Düşenin Dostu Olmaz, Hele Bir Yol Düş De Gör
İslam dininin peygamberi Hz. Muhammed’in peygamber olmadan önce “Muhammedu’l-Emin” lakabı ile tanınması, onun “peygamber” olduğuna güveni ve imanı kolaylaştırmıştır. Güven, güvenilen zatın/kişinin dürüstlüğünden kaynaklanır. Yani kandırmamasından. Allah ve peygamberleri kimseyi kandırmamışlardır. Maide Suresi’nin ilk ayetinin ilk cümlesi: “Akitlerinizi/sözleşmelerinizi(anlaşma-söz verme) yerine getirin”dir. Müslümanlar da, “muttaki” oluşları oranında insanlıkta bir güven yaratmışlardır.

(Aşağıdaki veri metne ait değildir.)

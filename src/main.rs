use clap::Parser;
use tracing_subscriber::EnvFilter;

use radicon_zenoh_runtime::config::Options;

#[tokio::main]
async fn main() {
    let opts = Options::parse();

    // Setup logging (set RUST_LOG=info or debug)
    tracing_subscriber::fmt()
        .with_env_filter(EnvFilter::from_default_env().add_directive("info".parse().unwrap()))
        .init();

    // Only returns by never returning: either spins forever or halts
    match radicon_zenoh_runtime::runtime::run(opts).await {}
}
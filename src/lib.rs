//! Pagewriter - documents of snippets with a keyboard-driven fuzzy picker
//!
//! This library provides the client-side document registry, the fuzzy
//! document picker and the keybinding resolver, plus the backends they talk
//! to: a sled database for real use and an in-memory store for tests.

use thiserror::Error;

pub mod backend;
pub mod cli;
pub mod config;
pub mod controller;
pub mod db;
pub mod keybinds;
pub mod picker;
pub mod registry;
pub mod search;
pub mod settings;
pub mod synchronizer;
pub mod ui;

#[cfg(test)]
pub mod testing;

/// Error enum, contains all failure states of the program
#[derive(Debug, Error)]
pub enum PageError {
    /// Database error
    #[error("Database error: {0}")]
    DbError(#[from] db::DbError),
    /// Backend call failed
    #[error("Backend error: {0}")]
    BackendError(#[from] backend::BackendError),
    /// Local settings could not be read or written
    #[error("Settings error: {0}")]
    SettingsError(#[from] settings::SettingsError),
    /// Represents a configuration error
    #[error("Configuration error: {0}")]
    ConfigError(#[from] ::config::ConfigError),
    /// Represents an I/O error
    #[error("I/O error: {0}")]
    IoError(#[from] std::io::Error),
    /// Invalid input error
    #[error("Invalid input: {0}")]
    InvalidInput(String),
}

İyi durumumuzda bize dost görünenler, kötü durumumuzda bizi yalnız bırakır.
İnsanların çıkarcı olmaları vazgeçemedikleri biı özellikleridir. Çıkar sağlayacakları kişilerin etrafında döner, dolaşır, kendilerini onların en yakın dostları olarak gösterirler. Bu gerçek olmayan dostlukların kökeninde çıkar ilişkileri bulunur. Çıkarın kesildiği bir durum doğduğu zaman veya iyi durumdan kötü bir duruma düştüğümüz zamanlarda etrafımızda kimseleri göremeyişimizin veya çok az kimseyi görmemizin nedeni budur. Çünkü kötü durumumuzda, zamanında iyilik yaptığımız kişilerden bize yardımcı olmalarını bekleyeceğiz. Bu da onların fedakarlıkta bulunmalarını gerektireceğinden, gözümüzden uzaklaşmayı tercih ederler.
Düşenin Dostu Olmaz..
SELAM VE DUA İLE..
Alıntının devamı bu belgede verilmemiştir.